Within four years Jacobs had gained sufficient experience to become a founding partner of agency HP:ICM, where she continued to work after it was sold to Saatchi & Saatchi. She then switched to another leading experiential marketing player, Caribiner, in 1997, before it was snapped up by Interpublicowned Jack Morton Worldwide. "What I liked about the business was that whereas advertising seemed to be very delineated, and you were either a creative or a suit, in our less evolved business you could be everything," she says. Although she was producing live communication for employee, B2B and consumer audiences all over the world she also squeezed in a diploma in marketing at night school to complement her hands-on experience.
At Jack Morton she was responsible for offices in Europe and Asia Pacific with billings exceeding $100 million a year, from operational and financial management to establishing new offices in Shanghai, Beijing and Singapore.
At Fitch, there is obvious scope to expand in that region: "We're not in China at the moment, but we're doing work there from our Singapore studio, so we're looking at how we can grow our business in the region," says Jacobs. Her pressing strategic priority, though, is to ensure that Fitch works better as a global organisation. "We're increasingly working for the same clients in different geographies and there is an opportunity to make processes and ways of working more consistent throughout the world, and also the expertise that Fitch offers."

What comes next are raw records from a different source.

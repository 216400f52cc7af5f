//! Top-level Partlex configuration with layered resolution.

use std::path::Path;

use serde::{Deserialize, Serialize};

use super::{EngineConfig, StorageConfig};
use crate::errors::ConfigError;

/// Top-level configuration aggregating all sub-configs.
///
/// Resolution order (highest priority first):
/// 1. Environment variables (`PARTLEX_*`)
/// 2. Project config (`partlex.toml` in the project root)
/// 3. Compiled defaults
#[derive(Debug, Clone, PartialEq, Serialize, Deserialize, Default)]
#[serde(default)]
pub struct PartlexConfig {
    pub engine: EngineConfig,
    pub storage: StorageConfig,
}

impl PartlexConfig {
    /// Load configuration with layered resolution, then validate.
    pub fn load(root: &Path) -> Result<Self, ConfigError> {
        let project_config_path = root.join("partlex.toml");
        let mut config = if project_config_path.exists() {
            let content = std::fs::read_to_string(&project_config_path).map_err(|_| {
                ConfigError::FileNotFound {
                    path: project_config_path.display().to_string(),
                }
            })?;
            toml::from_str(&content).map_err(|e| ConfigError::ParseError {
                path: project_config_path.display().to_string(),
                message: e.to_string(),
            })?
        } else {
            Self::default()
        };

        Self::apply_env_overrides(&mut config);
        Self::validate(&config)?;
        Ok(config)
    }

    /// Load configuration from a TOML string (for testing).
    pub fn from_toml(toml_str: &str) -> Result<Self, ConfigError> {
        let config: Self = toml::from_str(toml_str).map_err(|e| ConfigError::ParseError {
            path: "<string>".to_string(),
            message: e.to_string(),
        })?;
        Self::validate(&config)?;
        Ok(config)
    }

    /// Validate the configuration values.
    ///
    /// Validation is structural only. The confidence constants were tuned
    /// by hand against real catalog data and are never "corrected" here.
    pub fn validate(config: &PartlexConfig) -> Result<(), ConfigError> {
        let weight_sum = config.engine.weights.sum();
        if (weight_sum - 1.0).abs() > 1e-6 {
            return Err(ConfigError::ValidationFailed {
                field: "engine.weights".to_string(),
                message: format!("must sum to 1.0, got {weight_sum}"),
            });
        }
        if config.engine.proximity_window_chars == 0 {
            return Err(ConfigError::ValidationFailed {
                field: "engine.proximity_window_chars".to_string(),
                message: "must be greater than 0".to_string(),
            });
        }
        if config.engine.displacement_min >= config.engine.displacement_max {
            return Err(ConfigError::ValidationFailed {
                field: "engine.displacement_min".to_string(),
                message: "must be below engine.displacement_max".to_string(),
            });
        }
        if !(0.0..=1.0).contains(&config.engine.coverage_bonus_max) {
            return Err(ConfigError::ValidationFailed {
                field: "engine.coverage_bonus_max".to_string(),
                message: "must be between 0.0 and 1.0".to_string(),
            });
        }
        if !(0.0..=1.0).contains(&config.engine.coverage_threshold) {
            return Err(ConfigError::ValidationFailed {
                field: "engine.coverage_threshold".to_string(),
                message: "must be between 0.0 and 1.0".to_string(),
            });
        }
        if config.storage.import_batch_size == 0 {
            return Err(ConfigError::ValidationFailed {
                field: "storage.import_batch_size".to_string(),
                message: "must be greater than 0".to_string(),
            });
        }
        Ok(())
    }

    /// Apply environment variable overrides.
    /// Pattern: `PARTLEX_ENGINE_PROXIMITY_WINDOW`, `PARTLEX_STORAGE_DB_PATH`, etc.
    fn apply_env_overrides(config: &mut PartlexConfig) {
        if let Ok(val) = std::env::var("PARTLEX_ENGINE_PROXIMITY_WINDOW") {
            if let Ok(v) = val.parse::<usize>() {
                config.engine.proximity_window_chars = v;
            }
        }
        if let Ok(val) = std::env::var("PARTLEX_ENGINE_YEAR_CEILING") {
            if let Ok(v) = val.parse::<i32>() {
                config.engine.year_ceiling = v;
            }
        }
        if let Ok(val) = std::env::var("PARTLEX_ENGINE_THREADS") {
            if let Ok(v) = val.parse::<usize>() {
                config.engine.threads = Some(v);
            }
        }
        if let Ok(val) = std::env::var("PARTLEX_STORAGE_DB_PATH") {
            config.storage.db_path = Some(val.into());
        }
        if let Ok(val) = std::env::var("PARTLEX_STORAGE_BUSY_TIMEOUT_MS") {
            if let Ok(v) = val.parse::<u32>() {
                config.storage.busy_timeout_ms = v;
            }
        }
    }

    /// Serialize the config back to TOML.
    pub fn to_toml(&self) -> Result<String, ConfigError> {
        toml::to_string_pretty(self).map_err(|e| ConfigError::ParseError {
            path: "<serialization>".to_string(),
            message: e.to_string(),
        })
    }
}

She adds: "Each of our studios has particular strengths, for example London has the longest history in retail, Paris is superb in fashion and style, while Seattle is expert in packaging. In Dubai we have the strongest hospitality and leisure credentials. We don't need to have a full practice for every type of service everywhere, but we do need to be able to offer everything everywhere, so we can deploy our expertise when it is needed." Part of the same picture, she says, is making the transition from a localized project-based business to one that develops longer-term relationships with global clients. "It's already happening without much focus being applied, so I'm excited by the possibilities if we concentrate more closely on this," says Jacobs.
Another challenge, especially in recessionary times, is to develop measurement tools so that Fitch can demonstrate the value it is delivering to clients. And while her experience in live communication will certainly be a bonus to FitchLive, she plans to give equal attention to all the company's businesses.

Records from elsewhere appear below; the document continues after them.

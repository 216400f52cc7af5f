//! Shared record types produced by the engine and consumed by storage.

pub mod confidence;
pub mod record;

pub use confidence::FieldConfidences;
pub use record::{
    Dimension, DimensionKind, DriveType, EngineType, ModelRef, ModelYearRange, PartRecord,
    YearRange,
};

Since her arrival, Jacobs has been busy meeting as many people as possible around the world, and says she has been overwhelmed by the welcome she has received at Fitch. Her early impression is that WPP has a more collaborative culture than in the two other parent companies of her previous experience; within WPP, Fitch is part of WPP's B to D Group of branding and design companies and she has enjoyed meeting with her peers in that grouping.

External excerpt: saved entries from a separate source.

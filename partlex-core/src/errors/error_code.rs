//! Stable string error codes, one per subsystem.

pub const LEXICON_ERROR: &str = "PLX-LEX";
pub const CONFIG_ERROR: &str = "PLX-CFG";
pub const STORAGE_ERROR: &str = "PLX-STO";

/// Maps an error to its stable subsystem code.
///
/// Codes are part of the external contract (log scraping, issue triage)
/// and must never change once shipped.
pub trait PartlexErrorCode {
    fn error_code(&self) -> &'static str;
}
//! Storage errors.

use super::error_code::{self, PartlexErrorCode};

/// Errors from the SQLite persistence adapter.
#[derive(Debug, thiserror::Error)]
pub enum StorageError {
    #[error("SQLite error: {message}")]
    SqliteError { message: String },

    #[error("Migration v{version} failed: {message}")]
    MigrationFailed { version: u32, message: String },

    #[error("I/O error reading {path}: {message}")]
    Io { path: String, message: String },
}

impl PartlexErrorCode for StorageError {
    fn error_code(&self) -> &'static str {
        error_code::STORAGE_ERROR
    }
}
//! Brand and model extraction.
//!
//! Two passes: brands first, then only the matched brands' model terms.
//! Scanning the whole model axis would let "ויטרה" in a Suzuki-free line
//! fabricate a brand, so models never introduce brands on their own (brand
//! terms already include the model names that do imply a brand).

use rustc_hash::FxHashSet;

use crate::extract::text::{contains_any, TextIndex};
use crate::extract::types::{BrandMatch, ModelMatch, VehicleExtraction};
use crate::lexicon::defaults::SUBARU_CONTEXT_TERMS;
use crate::lexicon::{Axis, Lexicon};

const BRAND_CONFIDENCE: f64 = 0.8;
const BRAND_WITH_DIGIT_CONFIDENCE: f64 = 0.95;
const MODEL_CONFIDENCE: f64 = 0.75;
const ALNUM_MODEL_CONFIDENCE: f64 = 0.8;
const BRAND_COOCCURRENCE_CONFIDENCE: f64 = 0.9;
const AMBIGUOUS_WITH_CONTEXT: f64 = 0.9;
const AMBIGUOUS_WITHOUT_CONTEXT: f64 = 0.6;

pub fn extract_vehicle(text: &str, index: &TextIndex, lexicon: &Lexicon) -> VehicleExtraction {
    let mut brands: Vec<BrandMatch> = Vec::new();
    let mut seen_brands: FxHashSet<String> = FxHashSet::default();
    let mut brand_spans = Vec::new();

    for m in lexicon.find(Axis::Brand, text, index) {
        // "רפיד" inside "רפידות" is a brake pad, not a Skoda.
        if !index.on_token_boundary(m.span.start, m.span.end) {
            continue;
        }
        brand_spans.push((m.label.to_string(), m.span));
        if !seen_brands.insert(m.label.to_string()) {
            continue;
        }
        let followed_by_digit = index
            .next_non_space(m.span.end)
            .is_some_and(|c| c.is_ascii_digit());
        let confidence = if followed_by_digit {
            BRAND_WITH_DIGIT_CONFIDENCE
        } else {
            BRAND_CONFIDENCE
        };
        brands.push(BrandMatch {
            brand: m.label.to_string(),
            confidence,
            span: m.span,
        });
    }

    let mut models: Vec<ModelMatch> = Vec::new();
    let mut seen_models: FxHashSet<(String, String)> = FxHashSet::default();
    for m in lexicon.find(Axis::Model, text, index) {
        if !index.on_token_boundary(m.span.start, m.span.end) {
            continue;
        }
        let Some(brand) = m.parent else { continue };
        if !seen_brands.contains(brand) {
            continue;
        }
        if !seen_models.insert((brand.to_string(), m.label.to_string())) {
            continue;
        }

        let alphanumeric = m.term.chars().any(|c| c.is_ascii_digit());
        // The brand name itself, somewhere other than this very token.
        let brand_named_elsewhere = brand_spans
            .iter()
            .any(|(b, span)| b == brand && span.distance(&m.span) > 0);

        let mut confidence = MODEL_CONFIDENCE;
        if alphanumeric {
            confidence = confidence.max(ALNUM_MODEL_CONFIDENCE);
        }
        if brand_named_elsewhere {
            confidence = confidence.max(BRAND_COOCCURRENCE_CONFIDENCE);
        }

        let mut ambiguous_without_context = false;
        if lexicon.is_ambiguous_model(m.term) {
            if contains_any(text, SUBARU_CONTEXT_TERMS) {
                confidence = AMBIGUOUS_WITH_CONTEXT;
            } else {
                confidence = AMBIGUOUS_WITHOUT_CONTEXT;
                ambiguous_without_context = true;
            }
        }

        models.push(ModelMatch {
            brand: brand.to_string(),
            model: m.label.to_string(),
            term: m.term.to_string(),
            confidence,
            span: m.span,
            ambiguous_without_context,
        });
    }

    VehicleExtraction { brands, models }
}
//! Connection pragmas.

use partlex_core::errors::StorageError;
use rusqlite::Connection;

/// Pragmas for the write connection: WAL for concurrent readers, NORMAL
/// synchronous (safe under WAL), foreign keys on, and a busy timeout so a
/// concurrent writer waits instead of failing.
pub fn apply_pragmas(conn: &Connection, busy_timeout_ms: u32) -> Result<(), StorageError> {
    conn.execute_batch(&format!(
        "PRAGMA journal_mode = WAL;
         PRAGMA synchronous = NORMAL;
         PRAGMA foreign_keys = ON;
         PRAGMA busy_timeout = {busy_timeout_ms};
         PRAGMA temp_store = MEMORY;"
    ))
    .map_err(|e| StorageError::SqliteError {
        message: format!("apply pragmas: {e}"),
    })
}

/// Pragmas for read-only pool connections.
pub fn apply_read_pragmas(conn: &Connection, busy_timeout_ms: u32) -> Result<(), StorageError> {
    conn.execute_batch(&format!(
        "PRAGMA busy_timeout = {busy_timeout_ms};
         PRAGMA temp_store = MEMORY;"
    ))
    .map_err(|e| StorageError::SqliteError {
        message: format!("apply read pragmas: {e}"),
    })
}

Jacobs has a wider interest in management: she lectures regularly at the Judge Business School in Cambridge on working in diverse international cultures; and she is also on the Executive Committee of AIM (the Advanced Institute of Management Research).
And beyond her working life, Jacobs cites travel, theatre, soaps and the Argentinian tango among her interests, while her escape is a second home on an island near Bangkok. Building Fitch's global credentials will present no shortage of opportunities for clocking up air miles - and her experience of running major events should ensure that she puts her feet in the right place.